• _Input records_:
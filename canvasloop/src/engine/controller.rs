// controller.rs

use std::panic::{self, AssertUnwindSafe};
use std::time::{Duration, Instant};

use rand::{Rng, SeedableRng};
use rand_xorshift::XorShiftRng;
use tracing::{debug, error, info, warn};
use uuid::Uuid;

use super::config::SchedulerConfig;
use super::error::{GameLoopError, Result};
use super::input::{InputLatch, Key};
use super::scheduler::FrameScheduler;
use super::surface::{DrawList, Rgb, Surface};
use super::{Game, StepOutcome};

#[derive(Clone, Copy, Debug, PartialEq, Eq)]
pub enum SessionStatus {
    Idle,
    Running,
    Ended,
}

/// What the host UI gets to see of the session. Refreshed by the controller
/// at most once per publish interval, and on every lifecycle transition.
#[derive(Clone, Debug, PartialEq)]
pub struct HostView<S> {
    pub status: SessionStatus,
    pub score: S,
    /// Set when the session ended because a tick failed.
    pub crash: Option<String>,
}

impl<S> HostView<S> {
    pub fn is_running(&self) -> bool {
        self.status == SessionStatus::Running
    }

    pub fn game_over(&self) -> bool {
        self.status == SessionStatus::Ended
    }
}

struct GameSession<G> {
    id: Uuid,
    game: G,
    status: SessionStatus,
    ticks: u64,
    crash: Option<String>,
}

/// Start/restart/stop entry points for one game, plus the per-frame driver.
pub struct GameController<G: Game> {
    config: G::Config,
    scheduler: FrameScheduler,
    input: InputLatch,
    session: Option<GameSession<G>>,
    surface: Option<DrawList>,
    rng: XorShiftRng,
    view: HostView<G::Score>,
    publish_interval: Duration,
    last_publish: Option<Instant>,
    key_hold: Option<Duration>,
}

impl<G: Game> GameController<G> {
    pub fn new(config: G::Config, scheduler_config: &SchedulerConfig, seed: u64) -> Self {
        Self {
            config,
            scheduler: FrameScheduler::new(scheduler_config.frame_interval()),
            input: InputLatch::new(),
            session: None,
            surface: None,
            rng: XorShiftRng::seed_from_u64(seed),
            view: HostView {
                status: SessionStatus::Idle,
                score: G::Score::default(),
                crash: None,
            },
            publish_interval: scheduler_config.publish_interval(),
            last_publish: None,
            key_hold: scheduler_config.key_hold(),
        }
    }

    /// Mounts the render surface.
    pub fn attach_surface(&mut self) {
        let (width, height) = G::canvas_size(&self.config);
        let mut surface = DrawList::new(width, height);
        match &self.session {
            Some(session) => render_session(&session.game, &mut surface),
            None => render_idle::<G>(&self.config, &mut surface),
        }
        self.surface = Some(surface);
    }

    /// Unmounts the surface. A running session is stopped.
    pub fn detach_surface(&mut self, now: Instant) {
        if self.scheduler.is_running() {
            warn!(game = G::NAME, "render surface detached while running");
            self.stop(now);
        }
        self.surface = None;
    }

    pub fn surface(&self) -> Option<&DrawList> {
        self.surface.as_ref()
    }

    /// Begins a session unless one is already running, in which case this
    /// does nothing.
    pub fn start(&mut self, now: Instant) -> Result<()> {
        if self.status() == SessionStatus::Running {
            debug!(game = G::NAME, "start ignored, already running");
            return Ok(());
        }
        self.begin_session(now)
    }

    /// Throws away the current session, if any, and begins a fresh one.
    pub fn restart(&mut self, now: Instant) -> Result<()> {
        self.begin_session(now)
    }

    /// Tears the loop down and returns to idle.
    pub fn stop(&mut self, now: Instant) {
        self.teardown();
        if let Some(session) = self.session.take() {
            info!(game = G::NAME, session = %session.id, ticks = session.ticks, "session stopped");
        }
        if let Some(surface) = self.surface.as_mut() {
            render_idle::<G>(&self.config, surface);
        }
        self.publish(now, true);
    }

    pub fn key_down(&mut self, key: Key, now: Instant) {
        self.input.key_down(key, now);
    }

    pub fn key_up(&mut self, key: Key) {
        self.input.key_up(key);
    }

    pub fn status(&self) -> SessionStatus {
        self.session
            .as_ref()
            .map_or(SessionStatus::Idle, |session| session.status)
    }

    /// Authoritative score of the current session.
    pub fn score(&self) -> G::Score {
        self.session
            .as_ref()
            .map_or_else(G::Score::default, |session| session.game.score())
    }

    pub fn view(&self) -> &HostView<G::Score> {
        &self.view
    }

    pub fn game(&self) -> Option<&G> {
        self.session.as_ref().map(|session| &session.game)
    }

    /// Simulation ticks performed by the current session.
    pub fn ticks(&self) -> u64 {
        self.session.as_ref().map_or(0, |session| session.ticks)
    }

    pub fn next_deadline(&self) -> Option<Instant> {
        self.scheduler.next_deadline()
    }

    /// Runs one frame if one is due: input, step, render, in that order.
    /// Returns whether a frame ran.
    pub fn frame(&mut self, now: Instant) -> bool {
        if let Some(hold) = self.key_hold {
            self.input.release_stale(now, hold);
        }
        let session = &mut self.session;
        let input = &mut self.input;
        let surface = &mut self.surface;
        let mut ended = false;

        let ran = self.scheduler.run_due(now, |handle, now| {
            let (Some(session), Some(surface)) = (session.as_mut(), surface.as_mut()) else {
                warn!(game = G::NAME, "frame without session or surface, stopping loop");
                handle.stop();
                return;
            };
            if !handle.is_running() || session.status != SessionStatus::Running {
                return;
            }
            let snapshot = input.snapshot();
            let outcome = panic::catch_unwind(AssertUnwindSafe(|| -> Result<StepOutcome> {
                let outcome = session.game.step(&snapshot, now)?;
                render_session(&session.game, surface);
                Ok(outcome)
            }));

            let failure = match outcome {
                Ok(Ok(StepOutcome::Idle)) => None,
                Ok(Ok(StepOutcome::Advanced)) => {
                    session.ticks += 1;
                    None
                }
                Ok(Ok(StepOutcome::Ended)) => {
                    session.ticks += 1;
                    session.status = SessionStatus::Ended;
                    info!(
                        game = G::NAME,
                        session = %session.id,
                        ticks = session.ticks,
                        score = ?session.game.score(),
                        "session ended"
                    );
                    None
                }
                Ok(Err(err)) => Some(err),
                Err(payload) => Some(GameLoopError::TickPanicked {
                    game: G::NAME,
                    tick: session.ticks,
                    message: panic_message(payload.as_ref()),
                }),
            };
            if let Some(err) = failure {
                error!(game = G::NAME, session = %session.id, "tick failed: {err}");
                session.status = SessionStatus::Ended;
                session.crash = Some(err.to_string());
            }
            if session.status == SessionStatus::Ended {
                handle.stop();
                ended = true;
            }
        });

        if ended {
            self.input.unsubscribe();
        }
        if ran {
            self.publish(now, ended);
        }
        ran
    }

    fn begin_session(&mut self, now: Instant) -> Result<()> {
        if self.surface.is_none() {
            warn!(game = G::NAME, "render surface unavailable, not starting");
            return Err(GameLoopError::SurfaceUnavailable);
        }
        self.teardown();
        let seed = self.rng.gen::<u64>();
        let session = GameSession {
            id: Uuid::new_v4(),
            game: G::new(&self.config, seed, now),
            status: SessionStatus::Running,
            ticks: 0,
            crash: None,
        };
        info!(game = G::NAME, session = %session.id, seed, "session started");
        if let Some(surface) = self.surface.as_mut() {
            render_session(&session.game, surface);
        }
        self.session = Some(session);
        self.input.subscribe();
        self.scheduler.start(now);
        self.publish(now, true);
        Ok(())
    }

    fn teardown(&mut self) {
        self.scheduler.stop();
        self.input.unsubscribe();
    }

    fn publish(&mut self, now: Instant, force: bool) {
        let due = self
            .last_publish
            .map_or(true, |last| now.saturating_duration_since(last) >= self.publish_interval);
        if !force && !due {
            return;
        }
        self.view = HostView {
            status: self.status(),
            score: self.score(),
            crash: self
                .session
                .as_ref()
                .and_then(|session| session.crash.clone()),
        };
        self.last_publish = Some(now);
    }
}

• _What is needed_: Give all the lines above again, exactly.

• _Reply to the exercise_:
filename canvasloop/src/engine/controller.rs
// controller.rs

use std::panic::{self, AssertUnwindSafe};
use std::time::{Duration, Instant};

use rand::{Rng, SeedableRng};
use rand_xorshift::XorShiftRng;
use tracing::{debug, error, info, warn};
use uuid::Uuid;

use super::config::SchedulerConfig;
use super::error::{GameLoopError, Result};
use super::input::{InputLatch, Key};
use super::scheduler::FrameScheduler;
use super::surface::{DrawList, Rgb, Surface};
use super::{Game, StepOutcome};

#[derive(Clone, Copy, Debug, PartialEq, Eq)]
pub enum SessionStatus {
    Idle,
    Running,
    Ended,
}

/// What the host UI gets to see of the session. Refreshed by the controller
/// at most once per publish interval, and on every lifecycle transition.
#[derive(Clone, Debug, PartialEq)]
pub struct HostView<S> {
    pub status: SessionStatus,
    pub score: S,
    /// Set when the session ended because a tick failed.
    pub crash: Option<String>,
}

impl<S> HostView<S> {
    pub fn is_running(&self) -> bool {
        self.status == SessionStatus::Running
    }

    pub fn game_over(&self) -> bool {
        self.status == SessionStatus::Ended
    }
}

struct GameSession<G> {
    id: Uuid,
    game: G,
    status: SessionStatus,
    ticks: u64,
    crash: Option<String>,
}

/// Start/restart/stop entry points for one game, plus the per-frame driver.
pub struct GameController<G: Game> {
    config: G::Config,
    scheduler: FrameScheduler,
    input: InputLatch,
    session: Option<GameSession<G>>,
    surface: Option<DrawList>,
    rng: XorShiftRng,
    view: HostView<G::Score>,
    publish_interval: Duration,
    last_publish: Option<Instant>,
    key_hold: Option<Duration>,
}

impl<G: Game> GameController<G> {
    pub fn new(config: G::Config, scheduler_config: &SchedulerConfig, seed: u64) -> Self {
        Self {
            config,
            scheduler: FrameScheduler::new(scheduler_config.frame_interval()),
            input: InputLatch::new(),
            session: None,
            surface: None,
            rng: XorShiftRng::seed_from_u64(seed),
            view: HostView {
                status: SessionStatus::Idle,
                score: G::Score::default(),
                crash: None,
            },
            publish_interval: scheduler_config.publish_interval(),
            last_publish: None,
            key_hold: scheduler_config.key_hold(),
        }
    }

    /// Mounts the render surface.
    pub fn attach_surface(&mut self) {
        let (width, height) = G::canvas_size(&self.config);
        let mut surface = DrawList::new(width, height);
        match &self.session {
            Some(session) => render_session(&session.game, &mut surface),
            None => render_idle::<G>(&self.config, &mut surface),
        }
        self.surface = Some(surface);
    }

    /// Unmounts the surface. A running session is stopped.
    pub fn detach_surface(&mut self, now: Instant) {
        if self.scheduler.is_running() {
            warn!(game = G::NAME, "render surface detached while running");
            self.stop(now);
        }
        self.surface = None;
    }

    pub fn surface(&self) -> Option<&DrawList> {
        self.surface.as_ref()
    }

    /// Begins a session unless one is already running, in which case this
    /// does nothing.
    pub fn start(&mut self, now: Instant) -> Result<()> {
        if self.status() == SessionStatus::Running {
            debug!(game = G::NAME, "start ignored, already running");
            return Ok(());
        }
        self.begin_session(now)
    }

    /// Throws away the current session, if any, and begins a fresh one.
    pub fn restart(&mut self, now: Instant) -> Result<()> {
        self.begin_session(now)
    }

    /// Tears the loop down and returns to idle.
    pub fn stop(&mut self, now: Instant) {
        self.teardown();
        if let Some(session) = self.session.take() {
            info!(game = G::NAME, session = %session.id, ticks = session.ticks, "session stopped");
        }
        if let Some(surface) = self.surface.as_mut() {
            render_idle::<G>(&self.config, surface);
        }
        self.publish(now, true);
    }

    pub fn key_down(&mut self, key: Key, now: Instant) {
        self.input.key_down(key, now);
    }

    pub fn key_up(&mut self, key: Key) {
        self.input.key_up(key);
    }

    pub fn status(&self) -> SessionStatus {
        self.session
            .as_ref()
            .map_or(SessionStatus::Idle, |session| session.status)
    }

    /// Authoritative score of the current session.
    pub fn score(&self) -> G::Score {
        self.session
            .as_ref()
            .map_or_else(G::Score::default, |session| session.game.score())
    }

    pub fn view(&self) -> &HostView<G::Score> {
        &self.view
    }

    pub fn game(&self) -> Option<&G> {
        self.session.as_ref().map(|session| &session.game)
    }

    /// Simulation ticks performed by the current session.
    pub fn ticks(&self) -> u64 {
        self.session.as_ref().map_or(0, |session| session.ticks)
    }

    pub fn next_deadline(&self) -> Option<Instant> {
        self.scheduler.next_deadline()
    }

    /// Runs one frame if one is due: input, step, render, in that order.
    /// Returns whether a frame ran.
    pub fn frame(&mut self, now: Instant) -> bool {
        if let Some(hold) = self.key_hold {
            self.input.release_stale(now, hold);
        }
        let session = &mut self.session;
        let input = &mut self.input;
        let surface = &mut self.surface;
        let mut ended = false;

        let ran = self.scheduler.run_due(now, |handle, now| {
            let (Some(session), Some(surface)) = (session.as_mut(), surface.as_mut()) else {
                warn!(game = G::NAME, "frame without session or surface, stopping loop");
                handle.stop();
                return;
            };
            if !handle.is_running() || session.status != SessionStatus::Running {
                return;
            }
            let snapshot = input.snapshot();
            let outcome = panic::catch_unwind(AssertUnwindSafe(|| -> Result<StepOutcome> {
                let outcome = session.game.step(&snapshot, now)?;
                render_session(&session.game, surface);
                Ok(outcome)
            }));

            let failure = match outcome {
                Ok(Ok(StepOutcome::Idle)) => None,
                Ok(Ok(StepOutcome::Advanced)) => {
                    session.ticks += 1;
                    None
                }
                Ok(Ok(StepOutcome::Ended)) => {
                    session.ticks += 1;
                    session.status = SessionStatus::Ended;
                    info!(
                        game = G::NAME,
                        session = %session.id,
                        ticks = session.ticks,
                        score = ?session.game.score(),
                        "session ended"
                    );
                    None
                }
                Ok(Err(err)) => Some(err),
                Err(payload) => Some(GameLoopError::TickPanicked {
                    game: G::NAME,
                    tick: session.ticks,
                    message: panic_message(payload.as_ref()),
                }),
            };
            if let Some(err) = failure {
                error!(game = G::NAME, session = %session.id, "tick failed: {err}");
                session.status = SessionStatus::Ended;
                session.crash = Some(err.to_string());
            }
            if session.status == SessionStatus::Ended {
                handle.stop();
                ended = true;
            }
        });

        if ended {
            self.input.unsubscribe();
        }
        if ran {
            self.publish(now, ended);
        }
        ran
    }

    fn begin_session(&mut self, now: Instant) -> Result<()> {
        if self.surface.is_none() {
            warn!(game = G::NAME, "render surface unavailable, not starting");
            return Err(GameLoopError::SurfaceUnavailable);
        }
        self.teardown();
        let seed = self.rng.gen::<u64>();
        let session = GameSession {
            id: Uuid::new_v4(),
            game: G::new(&self.config, seed, now),
            status: SessionStatus::Running,
            ticks: 0,
            crash: None,
        };
        info!(game = G::NAME, session = %session.id, seed, "session started");
        if let Some(surface) = self.surface.as_mut() {
            render_session(&session.game, surface);
        }
        self.session = Some(session);
        self.input.subscribe();
        self.scheduler.start(now);
        self.publish(now, true);
        Ok(())
    }

    fn teardown(&mut self) {
        self.scheduler.stop();
        self.input.unsubscribe();
    }

    fn publish(&mut self, now: Instant, force: bool) {
        let due = self
            .last_publish
            .map_or(true, |last| now.saturating_duration_since(last) >= self.publish_interval);
        if !force && !due {
            return;
        }
        self.view = HostView {
            status: self.status(),
            score: self.score(),
            crash: self
                .session
                .as_ref()
                .and_then(|session| session.crash.clone()),
        };
        self.last_publish = Some(now);
    }
}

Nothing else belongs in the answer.